**DIRECTIONS:** Once every line in the data below has been checked for "subsystem", give the number of lines that hold it, and only that.

**MATERIAL PROVIDED:**
————————

impl AdvisorPool {
    pub fn new(config: AdvisorConfig, tree: Arc<SearchTree>) -> Self {
        let cancelled = Arc::new(AtomicBool::new(false));
        Self {
            shared: Arc::new(PoolShared {
                queue: WorkQueue::new(Arc::clone(&cancelled)),
                pv_out: PvQueue::new(),
                ledger: ExtensionLedger::new(),
                coord: Mutex::new(CoordState {
                    slots: Vec::new(),
                    stats: SharedStats::new(&config),
                    fatal: None,
                }),
                cancelled,
                config,
                tree,
            }),
            threads: Mutex::new(Vec::new()),
        }
    }

    /// Start one worker thread per configured instance. No-op when no
    /// helper executable is configured.
    pub fn open_all(&self) {
        if !self.shared.config.enabled() {
            debug!("no helper engine configured; advisor subsystem stays off");
            return;
        }
        self.shared.cancelled.store(false, Ordering::Release);
        let mut threads = self.threads.lock().unwrap();
        for _ in 0..self.shared.config.workers {
            let shared = Arc::clone(&self.shared);
            threads.push(thread::spawn(move || worker_main(shared)));
        }
    }

    /// Request cooperative shutdown of every worker. Helpers are asked to
    /// stop gracefully; pipes are never force-closed.
    pub fn cancel(&self) {
        self.shared.trip_cancellation();
    }

    pub fn is_cancelled(&self) -> bool {
        self.shared.cancelled()
    }

    /// Join every worker, fold the per-move statistics, adapt the time
    /// budget for simplified positions, and drop any PVs nobody consumed
    /// (they are stale by the next move). Returns the fatal error if a
    /// helper died during the move.
    pub fn wait_all(&self) -> Result<()> {
        let handles: Vec<JoinHandle<()>> = self.threads.lock().unwrap().drain(..).collect();
        for handle in handles {
            let _ = handle.join();
        }
        // The move is over and every worker is parked; re-arm the flag so
        // the next search's producers can enqueue before open_all runs.
        self.shared.cancelled.store(false, Ordering::Release);

        let fatal = {
            let mut coord = self.shared.coord.lock().unwrap();
            debug_assert_eq!(coord.stats.active_workers, 0);
            let root_material = self.shared.tree.root_board().combined().popcnt();
            let stats = &mut coord.stats;

            let observed_ratio = if stats.nodes_observed > 0 {
                stats.nodes_added as f32 / stats.nodes_observed as f32
            } else {
                0.0
            };
            let avg_request_ms = if stats.evals_this_move > 0 {
                stats.eval_time_this_move.as_millis() as u64 / stats.evals_this_move
            } else {
                0
            };

            // Simplified endgames need less helper depth per probe.
            if root_material < ENDGAME_MATERIAL_THRESHOLD {
                stats.movetime_ms = ((self.shared.config.base_movetime_ms as f32 * 0.5).round()
                    as u64)
                    .max(MIN_MOVETIME_MS);
            }

            if self.shared.config.verbosity >= 3 {
                info!(
                    queue = self.shared.queue.len(),
                    ratio = observed_ratio,
                    added = stats.nodes_added,
                    observed = stats.nodes_observed,
                    evals = stats.evals_this_move,
                    avg_request_ms,
                    next_movetime_ms = stats.movetime_ms,
                    "advisor summary for this move"
                );
            }

            stats.game_nodes_added += stats.nodes_added;
            stats.game_nodes_observed += stats.nodes_observed;
            stats.nodes_added = 0;
            stats.nodes_observed = 0;
            stats.evals_this_move = 0;
            stats.eval_time_this_move = Duration::ZERO;
            stats.final_purge_done = false;
            coord.fatal.take()
        };

        let stale = self.shared.pv_out.drain();
        if !stale.is_empty() {
            debug!(count = stale.len(), "discarded unconsumed candidate PVs at end of move");
        }

        match fatal {
            Some(e) => Err(e),
            None => Ok(()),
        }
    }

    /// Flag that a new game started; worker 0 resets stats and clears all
    /// queues on its next run.
    pub fn new_game(&self) {
        self.shared.coord.lock().unwrap().stats.new_game = true;
    }

    pub fn tree(&self) -> &Arc<SearchTree> {
        &self.shared.tree
    }

    /// Queue a node for helper analysis. Marks the node pending in the same
    /// critical section as the push.
    pub fn enqueue_node(&self, node: NodeId, source: SourceTag) {
        let view = self.shared.tree.read();
        self.shared.queue.enqueue(&view, node, source);
    }

    pub fn queue_len(&self) -> usize {
        self.shared.queue.len()
    }

    /// Pop one decoded PV for splicing into the tree.
    pub fn try_pop_pv(&self) -> Option<PvEntry> {
        self.shared.pv_out.try_pop()
    }

    pub fn pending_pvs(&self) -> usize {
        self.shared.pv_out.len()
    }

    /// The tree-extension subsystem reports a node it spliced in on the
    /// helper's advice.
    pub fn note_extension(&self, node: NodeId) {
        let root = self.shared.tree.root();
        self.shared.ledger.record(node, root);
        self.shared.coord.lock().unwrap().stats.nodes_added += 1;
    }

    /// The search reports how many nodes it visited (for the acceptance
    /// ratio in the per-move summary).
    pub fn note_nodes_observed(&self, count: u64) {
        self.shared.coord.lock().unwrap().stats.nodes_observed += count;
    }

    pub fn stats(&self) -> StatsSnapshot {
        let coord = self.shared.coord.lock().unwrap();
        let stats = &coord.stats;
        StatsSnapshot {
            movetime_ms: stats.movetime_ms,
            nodes_added: stats.nodes_added,
            nodes_observed: stats.nodes_observed,
            game_nodes_added: stats.game_nodes_added,
            game_nodes_observed: stats.game_nodes_observed,
            evals_this_move: stats.evals_this_move,
            avg_request_ms: if stats.evals_this_move > 0 {
                stats.eval_time_this_move.as_millis() as u64 / stats.evals_this_move
            } else {
                0
            },
            active_workers: stats.active_workers,
        }
    }
}
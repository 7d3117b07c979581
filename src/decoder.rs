use std::str::FromStr;

use chess::{Board, ChessMove, Color};
use tracing::{trace, warn};

use crate::queue::{PvEntry, PvQueue, SourceTag};
use crate::tree::{NodeId, TreeMove};

/// Hard cap on decoded sequence length, independent of the depth the helper
/// claims; bounds the cost of splicing a runaway line into the tree.
pub const MAX_PV_MOVES: usize = 99;

/// One raw helper response line together with the context of the request
/// that produced it.
pub struct PvLine<'a> {
    /// The raw line as read from the helper.
    pub line: &'a str,
    /// Distance from the search root to the node the helper analyzed.
    pub depth_from_root: usize,
    /// Working board positioned at that node.
    pub board: Board,
    /// Moves from the root to that node, internal encoding. The decoded
    /// continuation is appended to this prefix, so the pushed sequence
    /// always starts at the search root.
    pub moves_from_root: &'a [TreeMove],
    pub source: SourceTag,
    /// Ancestry root captured when the node was queued.
    pub root: NodeId,
    /// Whether the second player is to move at the search root.
    pub black_at_root: bool,
    /// When set, lines that do not report a depth beyond the configured
    /// minimum are rejected (shallow lines pollute the tree).
    pub require_some_depth: bool,
}

/// Decode one `info ... pv ...` line into a sequence of internal moves
/// ordered from the search root: the request's root-to-node prefix with the
/// decoded continuation appended.
///
/// Returns `None` when the line carries nothing usable: a free-text
/// `string` payload, a line gated out by the depth requirement, or a line
/// whose first pv token already fails to parse.
pub fn decode(ctx: &PvLine<'_>, min_accept_depth: usize) -> Option<Vec<TreeMove>> {
    let mut tokens = ctx.line.split_whitespace();

    // True while the side about to move is the second player. Seeded from
    // the root's side to move and the parity of the originating depth.
    let mut flip = ctx.black_at_root ^ (ctx.depth_from_root % 2 == 1);
    debug_assert_eq!(flip, ctx.board.side_to_move() == Color::Black);

    let mut board = ctx.board;
    let mut depth_reached = 0usize;
    let mut moves: Vec<TreeMove> = ctx.moves_from_root.to_vec();
    let mut decoded = 0usize;

    while let Some(token) = tokens.next() {
        match token {
            "info" => continue,
            // Free-text payload, not analysis data.
            "string" => {
                trace!(source = ctx.source, "ignoring free-text helper line");
                return None;
            }
            "depth" => {
                if let Some(value) = tokens.next() {
                    depth_reached = value.parse().unwrap_or(0);
                }
            }
            "pv" if !ctx.require_some_depth || depth_reached > min_accept_depth => {
                for token in tokens.by_ref() {
                    if decoded >= depth_reached || decoded >= MAX_PV_MOVES {
                        break;
                    }
                    let mv = match ChessMove::from_str(token) {
                        Ok(mv) => mv,
                        Err(_) => {
                            warn!(token, "ignoring bad pv move");
                            break;
                        }
                    };
                    if !board.legal(mv) {
                        warn!(%mv, "pv move is not legal here; dropping the tail");
                        break;
                    }
                    moves.push(TreeMove::from_move(mv, flip));
                    decoded += 1;
                    board = board.make_move_new(mv);
                    flip = !flip;
                }
            }
            _ => {}
        }
    }

    if decoded == 0 {
        None
    } else {
        trace!(
            depth = ctx.depth_from_root,
            reached = depth_reached,
            prefix = ctx.moves_from_root.len(),
            decoded,
            "decoded pv line"
        );
        Some(moves)
    }
}

/// Decode a line and, when it yields a non-empty sequence, push the result
/// to the PV output queue. Returns whether anything was pushed.
pub fn decode_and_push(ctx: &PvLine<'_>, min_accept_depth: usize, out: &PvQueue) -> bool {
    match decode(ctx, min_accept_depth) {
        Some(moves) => {
            out.push(PvEntry {
                moves,
                source: ctx.source,
                root: ctx.root,
            });
            true
        }
        None => false,
    }
}

#[cfg(test)]
mod tests {
    use super::*;
    use crate::tree::SearchTree;

    fn root_ctx<'a>(line: &'a str, tree: &SearchTree, require_some_depth: bool) -> PvLine<'a> {
        PvLine {
            line,
            depth_from_root: 0,
            board: tree.root_board(),
            moves_from_root: &[],
            source: 1,
            root: tree.root(),
            black_at_root: tree.black_to_move_at_root(),
            require_some_depth,
        }
    }

    #[test]
    fn test_round_trip_from_start_position() {
        let tree = SearchTree::new(Board::default());
        let line = "info depth 20 seldepth 24 score cp 31 pv e2e4 e7e5 g1f3";
        let moves = decode(&root_ctx(line, &tree, true), 14).unwrap();
        assert_eq!(moves.len(), 3);

        // Replaying the decoded sequence reproduces the states the decoder
        // traversed internally.
        let mut board = tree.root_board();
        let mut flip = tree.black_to_move_at_root();
        for (tm, expected) in moves.iter().zip(["e2e4", "e7e5", "g1f3"]) {
            let mv = tm.to_move(flip);
            assert_eq!(mv, ChessMove::from_str(expected).unwrap());
            assert!(board.legal(mv));
            board = board.make_move_new(mv);
            flip = !flip;
        }
    }

    #[test]
    fn test_depth_gate_rejects_shallow_lines() {
        let tree = SearchTree::new(Board::default());
        let line = "info depth 14 score cp 10 pv e2e4";
        assert!(decode(&root_ctx(line, &tree, true), 14).is_none());

        // The same line passes once the requirement is waived.
        assert!(decode(&root_ctx(line, &tree, false), 14).is_some());

        // And a deep line passes the gate.
        let deep = "info depth 15 score cp 10 pv e2e4";
        assert!(decode(&root_ctx(deep, &tree, true), 14).is_some());
    }

    #[test]
    fn test_string_lines_are_ignored() {
        let tree = SearchTree::new(Board::default());
        let line = "info string NNUE evaluation enabled";
        assert!(decode(&root_ctx(line, &tree, false), 14).is_none());
    }

    #[test]
    fn test_bad_token_keeps_decoded_prefix() {
        let tree = SearchTree::new(Board::default());
        let line = "info depth 20 pv e2e4 xyzzy d2d4";
        let moves = decode(&root_ctx(line, &tree, false), 14).unwrap();
        assert_eq!(moves.len(), 1);
        assert_eq!(moves[0].to_move(false), ChessMove::from_str("e2e4").unwrap());
    }

    #[test]
    fn test_illegal_move_keeps_decoded_prefix() {
        let tree = SearchTree::new(Board::default());
        // The second e2e4 is well-formed but illegal once the first one has
        // been applied to the working board.
        let line = "info depth 20 pv e2e4 e2e4";
        let moves = decode(&root_ctx(line, &tree, false), 14).unwrap();
        assert_eq!(moves.len(), 1);
    }

    #[test]
    fn test_sequence_capped_at_reported_depth() {
        let tree = SearchTree::new(Board::default());
        let line = "info depth 2 pv e2e4 e7e5 g1f3";
        let moves = decode(&root_ctx(line, &tree, false), 14).unwrap();
        assert_eq!(moves.len(), 2);
    }

    #[test]
    fn test_no_depth_reported_yields_nothing() {
        let tree = SearchTree::new(Board::default());
        let line = "info score cp 10 pv e2e4";
        assert!(decode(&root_ctx(line, &tree, false), 14).is_none());
    }

    #[test]
    fn test_flip_seeding_from_black_root() {
        let board =
            Board::from_str("rnbqkbnr/pppppppp/8/8/4P3/8/PPPP1PPP/RNBQKBNR b KQkq - 0 1").unwrap();
        let tree = SearchTree::new(board);
        let line = "info depth 20 pv e7e5 g1f3";
        let moves = decode(&root_ctx(line, &tree, true), 14).unwrap();
        assert_eq!(moves.len(), 2);
        // Black's move was encoded under flip; converting back with the same
        // flip state restores it.
        assert_eq!(moves[0].to_move(true), ChessMove::from_str("e7e5").unwrap());
        assert_eq!(moves[1].to_move(false), ChessMove::from_str("g1f3").unwrap());
    }

    #[test]
    fn test_prefix_is_prepended_to_the_continuation() {
        // Node one ply below the root: prefix [e2e4], helper line continues
        // with black's reply. The pushed sequence starts at the root.
        let tree = SearchTree::new(Board::default());
        let board = tree
            .root_board()
            .make_move_new(ChessMove::from_str("e2e4").unwrap());
        let prefix = [TreeMove::from_move(ChessMove::from_str("e2e4").unwrap(), false)];
        let ctx = PvLine {
            line: "info depth 20 pv e7e5 g1f3",
            depth_from_root: 1,
            board,
            moves_from_root: &prefix,
            source: 1,
            root: tree.root(),
            black_at_root: false,
            require_some_depth: true,
        };
        let moves = decode(&ctx, 14).unwrap();
        assert_eq!(moves.len(), 3);
        assert_eq!(moves[0].to_move(false), ChessMove::from_str("e2e4").unwrap());
        assert_eq!(moves[1].to_move(true), ChessMove::from_str("e7e5").unwrap());
        assert_eq!(moves[2].to_move(false), ChessMove::from_str("g1f3").unwrap());
    }

    #[test]
    fn test_prefix_alone_is_not_a_result() {
        // A gated line must yield nothing even though the prefix is
        // non-empty.
        let tree = SearchTree::new(Board::default());
        let board = tree
            .root_board()
            .make_move_new(ChessMove::from_str("e2e4").unwrap());
        let prefix = [TreeMove::from_move(ChessMove::from_str("e2e4").unwrap(), false)];
        let ctx = PvLine {
            line: "info depth 5 pv e7e5",
            depth_from_root: 1,
            board,
            moves_from_root: &prefix,
            source: 1,
            root: tree.root(),
            black_at_root: false,
            require_some_depth: true,
        };
        assert!(decode(&ctx, 14).is_none());
    }

    #[test]
    fn test_decode_and_push_attribution() {
        let tree = SearchTree::new(Board::default());
        let out = PvQueue::new();
        let line = "info depth 20 pv e2e4 e7e5";
        let mut ctx = root_ctx(line, &tree, true);
        ctx.source = 2;
        assert!(decode_and_push(&ctx, 14, &out));
        let entry = out.try_pop().unwrap();
        assert_eq!(entry.source, 2);
        assert_eq!(entry.root, tree.root());
        assert_eq!(entry.moves.len(), 2);
    }
}
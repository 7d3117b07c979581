use std::fmt;

/// Custom error types for the advisor subsystem
#[derive(Debug, Clone)]
pub enum AdvisorError {
    /// Helper executable could not be spawned
    LaunchError(String),
    /// Helper never completed the UCI handshake
    HandshakeError(String),
    /// Reading from or writing to a helper pipe failed
    CommunicationError(String),
    /// A helper process is no longer running; its stream can no longer be trusted
    HelperDied { index: usize },
    /// Invalid chess position or move
    InvalidPosition(String),
    /// Configuration error
    ConfigurationError(String),
}

impl fmt::Display for AdvisorError {
    fn fmt(&self, f: &mut fmt::Formatter<'_>) -> fmt::Result {
        match self {
            AdvisorError::LaunchError(msg) => write!(f, "Launch error: {}", msg),
            AdvisorError::HandshakeError(msg) => write!(f, "Handshake error: {}", msg),
            AdvisorError::CommunicationError(msg) => write!(f, "Communication error: {}", msg),
            AdvisorError::HelperDied { index } => {
                write!(f, "Helper engine {} died; its stream cannot be recovered", index)
            }
            AdvisorError::InvalidPosition(msg) => write!(f, "Invalid position: {}", msg),
            AdvisorError::ConfigurationError(msg) => write!(f, "Configuration error: {}", msg),
        }
    }
}

impl std::error::Error for AdvisorError {}

// Convenience type alias
pub type Result<T> = std::result::Result<T, AdvisorError>;

// Convert from common error types
impl From<std::io::Error> for AdvisorError {
    fn from(error: std::io::Error) -> Self {
        AdvisorError::CommunicationError(error.to_string())
    }
}

impl From<serde_json::Error> for AdvisorError {
    fn from(error: serde_json::Error) -> Self {
        AdvisorError::ConfigurationError(format!("JSON serialization error: {}", error))
    }
}

#[cfg(test)]
mod tests {
    use super::*;

    #[test]
    fn test_error_display() {
        let err = AdvisorError::HelperDied { index: 2 };
        assert_eq!(
            err.to_string(),
            "Helper engine 2 died; its stream cannot be recovered"
        );

        let err = AdvisorError::LaunchError("no such file".to_string());
        assert!(err.to_string().contains("no such file"));
    }

    #[test]
    fn test_io_error_conversion() {
        let io_err = std::io::Error::new(std::io::ErrorKind::BrokenPipe, "pipe closed");
        let err: AdvisorError = io_err.into();
        assert!(matches!(err, AdvisorError::CommunicationError(_)));
    }
}
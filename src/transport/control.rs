//! Correlation of control requests with their responses.

use std::collections::{HashMap, HashSet};
use std::sync::atomic::{AtomicU64, Ordering};
use std::sync::{Mutex, MutexGuard, PoisonError};
use std::time::Duration;

use tokio::sync::Notify;
use tracing::debug;

use crate::protocol::ControlResponse;
use crate::{Error, Result};

static REQUEST_COUNTER: AtomicU64 = AtomicU64::new(0);

/// Allocate a new control request id.
///
/// Ids look like `req_<n>_<8 hex>`: `n` increases monotonically within the
/// process and the random suffix keeps ids unique across processes.
pub fn next_request_id() -> String {
    let n = REQUEST_COUNTER.fetch_add(1, Ordering::Relaxed) + 1;
    let suffix = uuid::Uuid::new_v4().simple().to_string();
    format!("req_{n}_{}", &suffix[..8])
}

#[derive(Debug, Default)]
struct Table {
    pending: HashSet<String>,
    responses: HashMap<String, ControlResponse>,
}

/// Pending control requests and their arrived responses.
///
/// The decoder task completes entries and callers wait on them; both sides
/// touch the table only under its lock.
#[derive(Debug, Default)]
pub(crate) struct ControlTable {
    table: Mutex<Table>,
    notify: Notify,
}

impl ControlTable {
    fn lock(&self) -> MutexGuard<'_, Table> {
        self.table.lock().unwrap_or_else(PoisonError::into_inner)
    }

    /// Start expecting a response for `request_id`.
    pub(crate) fn register(&self, request_id: &str) {
        self.lock().pending.insert(request_id.to_string());
    }

    /// Stop expecting a response and drop any stored one.
    pub(crate) fn forget(&self, request_id: &str) {
        let mut table = self.lock();
        table.pending.remove(request_id);
        table.responses.remove(request_id);
    }

    /// Store an arrived response and wake waiters.
    ///
    /// While the request is pending a later response replaces an earlier one.
    /// Responses nobody is waiting for are discarded. Returns whether the
    /// response was stored.
    pub(crate) fn complete(&self, response: ControlResponse) -> bool {
        {
            let mut table = self.lock();
            if !table.pending.contains(&response.request_id) {
                debug!(request_id = %response.request_id, "discarding unsolicited control response");
                return false;
            }
            let request_id = response.request_id.clone();
            if table.responses.insert(request_id, response).is_some() {
                debug!("control response replaced an earlier one");
            }
        }
        self.notify.notify_waiters();
        true
    }

    fn take(&self, request_id: &str) -> Option<ControlResponse> {
        let mut table = self.lock();
        let response = table.responses.remove(request_id)?;
        table.pending.remove(request_id);
        Some(response)
    }

    /// Wait up to `timeout` for the response to `request_id`.
    ///
    /// # Errors
    ///
    /// [`Error::Timeout`] if nothing arrived in time; the request is then
    /// forgotten and a late response is discarded.
    pub(crate) async fn wait(&self, request_id: &str, timeout: Duration) -> Result<ControlResponse> {
        let waited = tokio::time::timeout(timeout, async {
            loop {
                let notified = self.notify.notified();
                tokio::pin!(notified);
                // Register before checking so a completion in between is not missed.
                notified.as_mut().enable();
                if let Some(response) = self.take(request_id) {
                    return response;
                }
                notified.await;
            }
        })
        .await;

        match waited {
            Ok(response) => Ok(response),
            Err(_) => {
                self.forget(request_id);
                Err(Error::timeout("control request", timeout))
            }
        }
    }

    pub(crate) fn pending_count(&self) -> usize {
        self.lock().pending.len()
    }
}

————————

**ANSWER BOX:** 3